▶ **Exercise input**
//! Ledger orchestration: balance mutations behind breakers, atomic
//! finalisation with outbox records, and event emission.

use chrono::Utc;
use rust_decimal::Decimal;
use std::future::Future;
use std::sync::Arc;
use std::time::Duration;
use tracing::{error, info, instrument, warn};
use uuid::Uuid;

use crate::domain::{
    AppError, Balance, BalanceChange, BalanceRepository, DomainEvent, HealthResponse,
    HealthStatus, LedgerCommit, LedgerUnitOfWork, OutboxRecord, RejectionError, Transaction,
    TransactionKind, TransactionReceipt, TransactionRepository, TransactionStatus,
    ValidationError, check_amount,
};
use crate::infra::breaker::{BreakerRegistry, edges};
use crate::infra::events::EventBus;
use crate::infra::metrics;

/// Default page size for transaction history
pub const DEFAULT_HISTORY_LIMIT: i64 = 50;

/// Transaction orchestrator
pub struct LedgerService {
    balances: Arc<dyn BalanceRepository>,
    transactions: Arc<dyn TransactionRepository>,
    ledger: Arc<dyn LedgerUnitOfWork>,
    bus: Arc<EventBus>,
    breakers: Arc<BreakerRegistry>,
}

impl LedgerService {
    #[must_use]
    pub fn new(
        balances: Arc<dyn BalanceRepository>,
        transactions: Arc<dyn TransactionRepository>,
        ledger: Arc<dyn LedgerUnitOfWork>,
        bus: Arc<EventBus>,
        breakers: Arc<BreakerRegistry>,
    ) -> Self {
        Self {
            balances,
            transactions,
            ledger,
            bus,
            breakers,
        }
    }

    pub fn breakers(&self) -> &Arc<BreakerRegistry> {
        &self.breakers
    }

    pub fn bus(&self) -> &Arc<EventBus> {
        &self.bus
    }

    /// Credit `amount` to an existing account.
    ///
    /// The transaction is persisted as pending before the balance is read.
    /// Any failure after that finalises it as failed, staging a
    /// `transaction.failed` event.
    #[instrument(skip_all, fields(owner_id = %owner_id, amount = %amount))]
    pub async fn deposit(
        &self,
        owner_id: Uuid,
        amount: Decimal,
    ) -> Result<TransactionReceipt, AppError> {
        validate_amount(amount)?;

        let tx = Transaction::new(owner_id, TransactionKind::Deposit, amount);
        self.transactions.create(&tx).await?;

        if let Err(e) = self.require_balance(owner_id).await {
            self.record_failure(tx, &e).await;
            return Err(e);
        }

        let (commit, event) = Self::completion_commit(&tx)?;
        let commit = commit.with_change(BalanceChange::Credit { owner_id, amount });

        self.finish(tx, commit, event).await
    }

    /// Debit `amount` from an account.
    ///
    /// An insufficient balance is rejected before any transaction record is
    /// written and does not count against the balance store's breaker.
    #[instrument(skip_all, fields(owner_id = %owner_id, amount = %amount))]
    pub async fn withdraw(
        &self,
        owner_id: Uuid,
        amount: Decimal,
    ) -> Result<TransactionReceipt, AppError> {
        validate_amount(amount)?;

        let balance = self.require_balance(owner_id).await?;
        ensure_funds(&balance, amount)?;

        let tx = Transaction::new(owner_id, TransactionKind::Withdraw, amount);
        self.transactions.create(&tx).await?;

        let (commit, event) = Self::completion_commit(&tx)?;
        let commit = commit.with_change(BalanceChange::Debit { owner_id, amount });

        self.finish(tx, commit, event).await
    }

    /// Move `amount` between two accounts in one commit
    #[instrument(skip_all, fields(owner_id = %from, to = %to, amount = %amount))]
    pub async fn transfer(
        &self,
        from: Uuid,
        to: Uuid,
        amount: Decimal,
    ) -> Result<TransactionReceipt, AppError> {
        validate_amount(amount)?;
        if from == to {
            return Err(ValidationError::InvalidField {
                field: "to_owner_id".to_string(),
                message: "Cannot transfer to the same account".to_string(),
            }
            .into());
        }

        let source = self.require_balance(from).await?;
        self.require_balance(to).await?;
        ensure_funds(&source, amount)?;

        let tx = Transaction::transfer(from, to, amount);
        self.transactions.create(&tx).await?;

        let (commit, event) = Self::completion_commit(&tx)?;
        let commit = commit
            .with_change(BalanceChange::Debit {
                owner_id: from,
                amount,
            })
            .with_change(BalanceChange::Credit {
                owner_id: to,
                amount,
            });

        self.finish(tx, commit, event).await
    }

    /// Current balance of an account
    #[instrument(skip(self))]
    pub async fn balance(&self, owner_id: Uuid) -> Result<Balance, AppError> {
        self.require_balance(owner_id).await
    }

    /// Transactions involving the account, newest first
    #[instrument(skip(self))]
    pub async fn transaction_history(
        &self,
        owner_id: Uuid,
        limit: Option<i64>,
    ) -> Result<Vec<Transaction>, AppError> {
        let limit = limit.unwrap_or(DEFAULT_HISTORY_LIMIT).clamp(1, 500);
        self.transactions.find_by_owner(owner_id, limit).await
    }

    /// Create a zero balance for `owner_id`, or return the existing one
    #[instrument(skip(self))]
    pub async fn open_account(&self, owner_id: Uuid) -> Result<Balance, AppError> {
        let balances = Arc::clone(&self.balances);
        let balance = self
            .through_breaker(|| async move { balances.open_balance(owner_id).await })
            .await?;
        info!(owner_id = %owner_id, balance = %balance.amount, "Account opened");
        Ok(balance)
    }

    /// Fail transactions stuck in pending for longer than `stale_after`.
    ///
    /// Returns how many were moved to failed. Rows finalised concurrently
    /// are skipped.
    #[instrument(skip(self))]
    pub async fn fail_stale_transactions(
        &self,
        stale_after: Duration,
        limit: i64,
    ) -> Result<usize, AppError> {
        let cutoff = Utc::now()
            - chrono::Duration::from_std(stale_after)
                .map_err(|e| AppError::Internal(format!("invalid stale_after: {e}")))?;
        let stale = self.transactions.find_stale_pending(cutoff, limit).await?;

        let mut failed = 0;
        for tx in stale {
            let reason = format!("abandoned while pending for more than {}s", stale_after.as_secs());
            match self
                .transactions
                .update_status(tx.id, TransactionStatus::Failed, Some(&reason))
                .await
            {
                Ok(true) => {
                    warn!(tx_id = %tx.id, owner_id = %tx.owner_id, "Stale pending transaction failed");
                    metrics::try_record_transaction(tx.kind.as_str(), TransactionStatus::Failed.as_str());
                    failed += 1;
                }
                Ok(false) => {}
                Err(e) => {
                    error!(tx_id = %tx.id, error = %e, "Failed to finalise stale transaction");
                }
            }
        }
        Ok(failed)
    }

    #[instrument(skip(self))]
    pub async fn health_check(&self) -> HealthResponse {
        let database = match self.ledger.health_check().await {
            Ok(()) => HealthStatus::Healthy,
            Err(_) => HealthStatus::Unhealthy,
        };
        HealthResponse::new(database, self.breakers.open_breakers())
    }

    /// Complete a copy of the pending transaction and build the commit
    /// staging its completion event
    fn completion_commit(pending: &Transaction) -> Result<(LedgerCommit, DomainEvent), AppError> {
        let mut tx = pending.clone();
        tx.complete(tx.compute_reference_hash())?;
        let event = match tx.kind {
            TransactionKind::Transfer => DomainEvent::transfer_completed(&tx),
            _ => DomainEvent::balance_completed(&tx),
        }
        .ok_or_else(|| AppError::Internal(format!("transaction {} is not completed", tx.id)))?;

        let record = OutboxRecord::from_event(&event)?;
        Ok((LedgerCommit::new(tx).with_outbox(record), event))
    }

    /// Commit a completed transaction and announce it. On failure the
    /// pending transaction is finalised as failed instead.
    async fn finish(
        &self,
        pending: Transaction,
        commit: LedgerCommit,
        event: DomainEvent,
    ) -> Result<TransactionReceipt, AppError> {
        let ledger = Arc::clone(&self.ledger);
        let committed = {
            let commit = &commit;
            self.through_breaker(|| async move { ledger.commit(commit).await })
                .await
        };

        let balances = match committed {
            Ok(balances) => balances,
            Err(e) => {
                self.record_failure(pending, &e).await;
                return Err(e);
            }
        };

        let tx = commit.transaction;
        let balance = balances
            .into_iter()
            .find(|b| b.owner_id == tx.owner_id)
            .ok_or_else(|| AppError::Internal(format!("no balance returned for {}", tx.owner_id)))?;

        info!(
            tx_id = %tx.id,
            owner_id = %tx.owner_id,
            kind = %tx.kind,
            balance = %balance.amount,
            "Transaction completed"
        );

        // The outbox copy carries the same event id
        self.bus.publish_async(event);

        Ok(TransactionReceipt {
            transaction: tx,
            balance,
        })
    }

    /// Finalise a pending transaction as failed with a `transaction.failed`
    /// outbox record. Errors are logged; the stale crank retries later.
    async fn record_failure(&self, mut tx: Transaction, cause: &AppError) {
        if cause.is_rejection() {
            info!(tx_id = %tx.id, owner_id = %tx.owner_id, reason = %cause, "Transaction rejected");
        } else {
            warn!(tx_id = %tx.id, owner_id = %tx.owner_id, error = %cause, "Transaction failed");
        }

        let reason = cause.to_string();
        if let Err(e) = tx.fail(reason.clone()) {
            error!(tx_id = %tx.id, error = %e, "Cannot fail transaction");
            return;
        }

        let event = DomainEvent::transaction_failed(&tx, reason);
        let commit = match OutboxRecord::from_event(&event) {
            Ok(record) => LedgerCommit::new(tx.clone()).with_outbox(record),
            Err(e) => {
                error!(tx_id = %tx.id, error = %e, "Cannot stage failure event");
                LedgerCommit::new(tx.clone())
            }
        };

        if let Err(e) = self.ledger.commit(&commit).await {
            error!(
                tx_id = %tx.id,
                error = %e,
                "Failed to persist transaction failure; left pending"
            );
        }
    }

    /// Balance lookup through the `transaction->user` breaker
    async fn fetch_balance(&self, owner_id: Uuid) -> Result<Option<Balance>, AppError> {
        let balances = Arc::clone(&self.balances);
        self.through_breaker(|| async move { balances.find_by_owner(owner_id).await })
            .await
    }

    /// Like `fetch_balance`; a missing account is a rejection decided after
    /// the breaker has recorded a success
    async fn require_balance(&self, owner_id: Uuid) -> Result<Balance, AppError> {
        self.fetch_balance(owner_id)
            .await?
            .ok_or_else(|| RejectionError::AccountNotFound(owner_id).into())
    }

    /// Run a balance-store call through the `transaction->user` breaker.
    ///
    /// Rejections and invalid transitions are reported to the breaker as
    /// successes and returned unchanged.
    async fn through_breaker<T, F, Fut>(&self, operation: F) -> Result<T, AppError>
    where
        F: FnOnce() -> Fut,
        Fut: Future<Output = Result<T, AppError>>,
    {
        let breaker = self.breakers.get_breaker(edges::TRANSACTION_USER);
        breaker
            .execute(|| async move {
                match operation().await {
                    Err(e) if e.is_rejection() || matches!(e, AppError::InvalidTransition(_)) => {
                        Ok(Err(e))
                    }
                    other => other.map(Ok),
                }
            })
            .await?
    }
}

fn validate_amount(amount: Decimal) -> Result<(), AppError> {
    check_amount(&amount).map_err(|message| {
        ValidationError::InvalidField {
            field: "amount".to_string(),
            message: message.to_string(),
        }
        .into()
    })
}

fn ensure_funds(balance: &Balance, amount: Decimal) -> Result<(), AppError> {
    if balance.amount < amount {
        info!(
            owner_id = %balance.owner_id,
            available = %balance.amount,
            requested = %amount,
            "Insufficient balance"
        );
        return Err(RejectionError::InsufficientBalance {
            available: balance.amount,
            requested: amount,
        }
        .into());
    }
    Ok(())
}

▶ **Directions for this task**
Of the entries listed above, reproduce only the lines starting at the line containing "pub async fn balance(&self, owner_id: Uuid)" and ending at the line containing "let mut failed = 0;". Include both, exactly as they stand.

▶ **Exercise response**
    pub async fn balance(&self, owner_id: Uuid) -> Result<Balance, AppError> {
        self.require_balance(owner_id).await
    }

    /// Transactions involving the account, newest first
    #[instrument(skip(self))]
    pub async fn transaction_history(
        &self,
        owner_id: Uuid,
        limit: Option<i64>,
    ) -> Result<Vec<Transaction>, AppError> {
        let limit = limit.unwrap_or(DEFAULT_HISTORY_LIMIT).clamp(1, 500);
        self.transactions.find_by_owner(owner_id, limit).await
    }

    /// Create a zero balance for `owner_id`, or return the existing one
    #[instrument(skip(self))]
    pub async fn open_account(&self, owner_id: Uuid) -> Result<Balance, AppError> {
        let balances = Arc::clone(&self.balances);
        let balance = self
            .through_breaker(|| async move { balances.open_balance(owner_id).await })
            .await?;
        info!(owner_id = %owner_id, balance = %balance.amount, "Account opened");
        Ok(balance)
    }

    /// Fail transactions stuck in pending for longer than `stale_after`.
    ///
    /// Returns how many were moved to failed. Rows finalised concurrently
    /// are skipped.
    #[instrument(skip(self))]
    pub async fn fail_stale_transactions(
        &self,
        stale_after: Duration,
        limit: i64,
    ) -> Result<usize, AppError> {
        let cutoff = Utc::now()
            - chrono::Duration::from_std(stale_after)
                .map_err(|e| AppError::Internal(format!("invalid stale_after: {e}")))?;
        let stale = self.transactions.find_stale_pending(cutoff, limit).await?;

        let mut failed = 0;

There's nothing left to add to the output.